Problem details: Reproduce the full listing exactly.

*** Opening Material supplied ***

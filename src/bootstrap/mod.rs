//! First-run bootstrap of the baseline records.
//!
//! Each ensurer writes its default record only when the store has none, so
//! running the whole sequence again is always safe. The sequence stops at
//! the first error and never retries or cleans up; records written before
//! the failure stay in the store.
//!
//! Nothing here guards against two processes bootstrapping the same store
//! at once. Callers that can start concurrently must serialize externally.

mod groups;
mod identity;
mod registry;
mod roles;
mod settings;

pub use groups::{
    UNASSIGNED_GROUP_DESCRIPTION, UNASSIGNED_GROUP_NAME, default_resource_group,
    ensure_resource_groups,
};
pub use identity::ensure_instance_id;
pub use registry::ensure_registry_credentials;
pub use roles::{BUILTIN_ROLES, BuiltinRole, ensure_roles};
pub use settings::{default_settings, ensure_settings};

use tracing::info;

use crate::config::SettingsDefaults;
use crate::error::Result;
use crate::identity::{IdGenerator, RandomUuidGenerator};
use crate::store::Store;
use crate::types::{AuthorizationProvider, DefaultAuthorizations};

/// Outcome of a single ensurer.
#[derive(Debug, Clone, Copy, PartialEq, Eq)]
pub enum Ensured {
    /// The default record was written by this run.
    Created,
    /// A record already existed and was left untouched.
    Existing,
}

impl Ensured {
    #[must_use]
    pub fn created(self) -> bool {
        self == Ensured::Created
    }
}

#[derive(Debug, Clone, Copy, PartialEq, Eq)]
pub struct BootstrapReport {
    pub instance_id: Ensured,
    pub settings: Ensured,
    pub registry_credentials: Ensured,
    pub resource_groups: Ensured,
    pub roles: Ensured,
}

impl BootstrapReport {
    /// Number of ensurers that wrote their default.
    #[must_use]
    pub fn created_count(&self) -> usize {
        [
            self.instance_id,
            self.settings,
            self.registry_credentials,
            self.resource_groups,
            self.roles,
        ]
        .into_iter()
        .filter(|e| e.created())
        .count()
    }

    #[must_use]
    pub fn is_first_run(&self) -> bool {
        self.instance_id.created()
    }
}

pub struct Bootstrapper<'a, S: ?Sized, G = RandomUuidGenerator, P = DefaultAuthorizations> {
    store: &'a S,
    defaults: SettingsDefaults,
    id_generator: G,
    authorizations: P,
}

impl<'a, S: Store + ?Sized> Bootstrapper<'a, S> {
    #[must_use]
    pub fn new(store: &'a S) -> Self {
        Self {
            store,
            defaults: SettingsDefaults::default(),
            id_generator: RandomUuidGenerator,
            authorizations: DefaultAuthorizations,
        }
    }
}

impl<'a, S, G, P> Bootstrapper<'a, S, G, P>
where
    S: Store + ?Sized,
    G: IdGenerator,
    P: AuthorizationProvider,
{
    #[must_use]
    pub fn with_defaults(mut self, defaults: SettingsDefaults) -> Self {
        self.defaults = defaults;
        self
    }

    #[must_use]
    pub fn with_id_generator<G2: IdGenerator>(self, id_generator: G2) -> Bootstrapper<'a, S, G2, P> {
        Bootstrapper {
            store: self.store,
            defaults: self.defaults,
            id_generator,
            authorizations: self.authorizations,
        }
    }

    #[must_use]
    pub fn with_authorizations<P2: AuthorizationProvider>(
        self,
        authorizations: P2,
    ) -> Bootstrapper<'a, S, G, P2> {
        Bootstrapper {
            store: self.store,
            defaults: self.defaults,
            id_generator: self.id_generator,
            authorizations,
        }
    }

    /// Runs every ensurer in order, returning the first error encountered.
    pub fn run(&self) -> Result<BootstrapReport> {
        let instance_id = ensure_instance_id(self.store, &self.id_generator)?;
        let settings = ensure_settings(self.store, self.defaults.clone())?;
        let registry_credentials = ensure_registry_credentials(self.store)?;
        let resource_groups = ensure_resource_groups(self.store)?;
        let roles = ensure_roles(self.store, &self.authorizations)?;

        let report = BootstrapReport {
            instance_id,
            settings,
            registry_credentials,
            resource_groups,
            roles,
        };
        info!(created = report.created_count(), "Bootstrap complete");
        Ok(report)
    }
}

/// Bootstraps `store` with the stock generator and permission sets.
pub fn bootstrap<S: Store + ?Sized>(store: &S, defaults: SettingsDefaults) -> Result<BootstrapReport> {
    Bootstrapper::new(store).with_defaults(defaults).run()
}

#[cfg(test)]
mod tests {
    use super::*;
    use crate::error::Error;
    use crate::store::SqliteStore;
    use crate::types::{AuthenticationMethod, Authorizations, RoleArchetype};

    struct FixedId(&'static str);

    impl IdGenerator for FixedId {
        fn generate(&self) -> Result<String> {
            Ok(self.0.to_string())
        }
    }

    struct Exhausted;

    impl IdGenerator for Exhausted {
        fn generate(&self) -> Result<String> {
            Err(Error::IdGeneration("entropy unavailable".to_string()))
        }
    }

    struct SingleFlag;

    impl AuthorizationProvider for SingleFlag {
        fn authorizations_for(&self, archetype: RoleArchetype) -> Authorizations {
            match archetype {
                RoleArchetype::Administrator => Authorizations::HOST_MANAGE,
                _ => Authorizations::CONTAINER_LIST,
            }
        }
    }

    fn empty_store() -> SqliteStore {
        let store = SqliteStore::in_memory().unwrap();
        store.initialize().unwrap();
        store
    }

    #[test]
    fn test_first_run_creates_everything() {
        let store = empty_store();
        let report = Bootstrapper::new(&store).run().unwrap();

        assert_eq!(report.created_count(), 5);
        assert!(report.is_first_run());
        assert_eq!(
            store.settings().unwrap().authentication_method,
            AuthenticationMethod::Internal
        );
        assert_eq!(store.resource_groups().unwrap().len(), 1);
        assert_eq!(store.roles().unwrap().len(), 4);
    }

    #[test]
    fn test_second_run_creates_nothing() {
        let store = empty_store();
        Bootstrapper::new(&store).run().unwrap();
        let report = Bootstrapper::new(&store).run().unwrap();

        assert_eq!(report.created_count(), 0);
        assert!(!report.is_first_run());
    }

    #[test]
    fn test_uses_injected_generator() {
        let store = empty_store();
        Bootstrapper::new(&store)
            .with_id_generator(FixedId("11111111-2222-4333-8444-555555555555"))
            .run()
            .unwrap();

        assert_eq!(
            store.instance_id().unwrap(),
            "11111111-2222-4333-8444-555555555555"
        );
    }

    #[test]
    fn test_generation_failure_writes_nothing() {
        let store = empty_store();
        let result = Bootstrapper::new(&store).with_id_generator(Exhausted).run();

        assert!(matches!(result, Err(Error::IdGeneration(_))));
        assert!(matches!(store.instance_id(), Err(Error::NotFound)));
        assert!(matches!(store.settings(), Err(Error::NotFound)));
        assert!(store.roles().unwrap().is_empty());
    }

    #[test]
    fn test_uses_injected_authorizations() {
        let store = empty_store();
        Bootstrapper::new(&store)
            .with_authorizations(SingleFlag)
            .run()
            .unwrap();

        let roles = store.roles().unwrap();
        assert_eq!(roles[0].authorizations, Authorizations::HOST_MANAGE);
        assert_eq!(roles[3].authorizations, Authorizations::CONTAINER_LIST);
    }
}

*** Closing Material supplied ***

Written solution:
filename src/bootstrap/mod.rs
//! First-run bootstrap of the baseline records.
//!
//! Each ensurer writes its default record only when the store has none, so
//! running the whole sequence again is always safe. The sequence stops at
//! the first error and never retries or cleans up; records written before
//! the failure stay in the store.
//!
//! Nothing here guards against two processes bootstrapping the same store
//! at once. Callers that can start concurrently must serialize externally.

mod groups;
mod identity;
mod registry;
mod roles;
mod settings;

pub use groups::{
    UNASSIGNED_GROUP_DESCRIPTION, UNASSIGNED_GROUP_NAME, default_resource_group,
    ensure_resource_groups,
};
pub use identity::ensure_instance_id;
pub use registry::ensure_registry_credentials;
pub use roles::{BUILTIN_ROLES, BuiltinRole, ensure_roles};
pub use settings::{default_settings, ensure_settings};

use tracing::info;

use crate::config::SettingsDefaults;
use crate::error::Result;
use crate::identity::{IdGenerator, RandomUuidGenerator};
use crate::store::Store;
use crate::types::{AuthorizationProvider, DefaultAuthorizations};

/// Outcome of a single ensurer.
#[derive(Debug, Clone, Copy, PartialEq, Eq)]
pub enum Ensured {
    /// The default record was written by this run.
    Created,
    /// A record already existed and was left untouched.
    Existing,
}

impl Ensured {
    #[must_use]
    pub fn created(self) -> bool {
        self == Ensured::Created
    }
}

#[derive(Debug, Clone, Copy, PartialEq, Eq)]
pub struct BootstrapReport {
    pub instance_id: Ensured,
    pub settings: Ensured,
    pub registry_credentials: Ensured,
    pub resource_groups: Ensured,
    pub roles: Ensured,
}

impl BootstrapReport {
    /// Number of ensurers that wrote their default.
    #[must_use]
    pub fn created_count(&self) -> usize {
        [
            self.instance_id,
            self.settings,
            self.registry_credentials,
            self.resource_groups,
            self.roles,
        ]
        .into_iter()
        .filter(|e| e.created())
        .count()
    }

    #[must_use]
    pub fn is_first_run(&self) -> bool {
        self.instance_id.created()
    }
}

pub struct Bootstrapper<'a, S: ?Sized, G = RandomUuidGenerator, P = DefaultAuthorizations> {
    store: &'a S,
    defaults: SettingsDefaults,
    id_generator: G,
    authorizations: P,
}

impl<'a, S: Store + ?Sized> Bootstrapper<'a, S> {
    #[must_use]
    pub fn new(store: &'a S) -> Self {
        Self {
            store,
            defaults: SettingsDefaults::default(),
            id_generator: RandomUuidGenerator,
            authorizations: DefaultAuthorizations,
        }
    }
}

impl<'a, S, G, P> Bootstrapper<'a, S, G, P>
where
    S: Store + ?Sized,
    G: IdGenerator,
    P: AuthorizationProvider,
{
    #[must_use]
    pub fn with_defaults(mut self, defaults: SettingsDefaults) -> Self {
        self.defaults = defaults;
        self
    }

    #[must_use]
    pub fn with_id_generator<G2: IdGenerator>(self, id_generator: G2) -> Bootstrapper<'a, S, G2, P> {
        Bootstrapper {
            store: self.store,
            defaults: self.defaults,
            id_generator,
            authorizations: self.authorizations,
        }
    }

    #[must_use]
    pub fn with_authorizations<P2: AuthorizationProvider>(
        self,
        authorizations: P2,
    ) -> Bootstrapper<'a, S, G, P2> {
        Bootstrapper {
            store: self.store,
            defaults: self.defaults,
            id_generator: self.id_generator,
            authorizations,
        }
    }

    /// Runs every ensurer in order, returning the first error encountered.
    pub fn run(&self) -> Result<BootstrapReport> {
        let instance_id = ensure_instance_id(self.store, &self.id_generator)?;
        let settings = ensure_settings(self.store, self.defaults.clone())?;
        let registry_credentials = ensure_registry_credentials(self.store)?;
        let resource_groups = ensure_resource_groups(self.store)?;
        let roles = ensure_roles(self.store, &self.authorizations)?;

        let report = BootstrapReport {
            instance_id,
            settings,
            registry_credentials,
            resource_groups,
            roles,
        };
        info!(created = report.created_count(), "Bootstrap complete");
        Ok(report)
    }
}

/// Bootstraps `store` with the stock generator and permission sets.
pub fn bootstrap<S: Store + ?Sized>(store: &S, defaults: SettingsDefaults) -> Result<BootstrapReport> {
    Bootstrapper::new(store).with_defaults(defaults).run()
}

#[cfg(test)]
mod tests {
    use super::*;
    use crate::error::Error;
    use crate::store::SqliteStore;
    use crate::types::{AuthenticationMethod, Authorizations, RoleArchetype};

    struct FixedId(&'static str);

    impl IdGenerator for FixedId {
        fn generate(&self) -> Result<String> {
            Ok(self.0.to_string())
        }
    }

    struct Exhausted;

    impl IdGenerator for Exhausted {
        fn generate(&self) -> Result<String> {
            Err(Error::IdGeneration("entropy unavailable".to_string()))
        }
    }

    struct SingleFlag;

    impl AuthorizationProvider for SingleFlag {
        fn authorizations_for(&self, archetype: RoleArchetype) -> Authorizations {
            match archetype {
                RoleArchetype::Administrator => Authorizations::HOST_MANAGE,
                _ => Authorizations::CONTAINER_LIST,
            }
        }
    }

    fn empty_store() -> SqliteStore {
        let store = SqliteStore::in_memory().unwrap();
        store.initialize().unwrap();
        store
    }

    #[test]
    fn test_first_run_creates_everything() {
        let store = empty_store();
        let report = Bootstrapper::new(&store).run().unwrap();

        assert_eq!(report.created_count(), 5);
        assert!(report.is_first_run());
        assert_eq!(
            store.settings().unwrap().authentication_method,
            AuthenticationMethod::Internal
        );
        assert_eq!(store.resource_groups().unwrap().len(), 1);
        assert_eq!(store.roles().unwrap().len(), 4);
    }

    #[test]
    fn test_second_run_creates_nothing() {
        let store = empty_store();
        Bootstrapper::new(&store).run().unwrap();
        let report = Bootstrapper::new(&store).run().unwrap();

        assert_eq!(report.created_count(), 0);
        assert!(!report.is_first_run());
    }

    #[test]
    fn test_uses_injected_generator() {
        let store = empty_store();
        Bootstrapper::new(&store)
            .with_id_generator(FixedId("11111111-2222-4333-8444-555555555555"))
            .run()
            .unwrap();

        assert_eq!(
            store.instance_id().unwrap(),
            "11111111-2222-4333-8444-555555555555"
        );
    }

    #[test]
    fn test_generation_failure_writes_nothing() {
        let store = empty_store();
        let result = Bootstrapper::new(&store).with_id_generator(Exhausted).run();

        assert!(matches!(result, Err(Error::IdGeneration(_))));
        assert!(matches!(store.instance_id(), Err(Error::NotFound)));
        assert!(matches!(store.settings(), Err(Error::NotFound)));
        assert!(store.roles().unwrap().is_empty());
    }

    #[test]
    fn test_uses_injected_authorizations() {
        let store = empty_store();
        Bootstrapper::new(&store)
            .with_authorizations(SingleFlag)
            .run()
            .unwrap();

        let roles = store.roles().unwrap();
        assert_eq!(roles[0].authorizations, Authorizations::HOST_MANAGE);
        assert_eq!(roles[3].authorizations, Authorizations::CONTAINER_LIST);
    }
}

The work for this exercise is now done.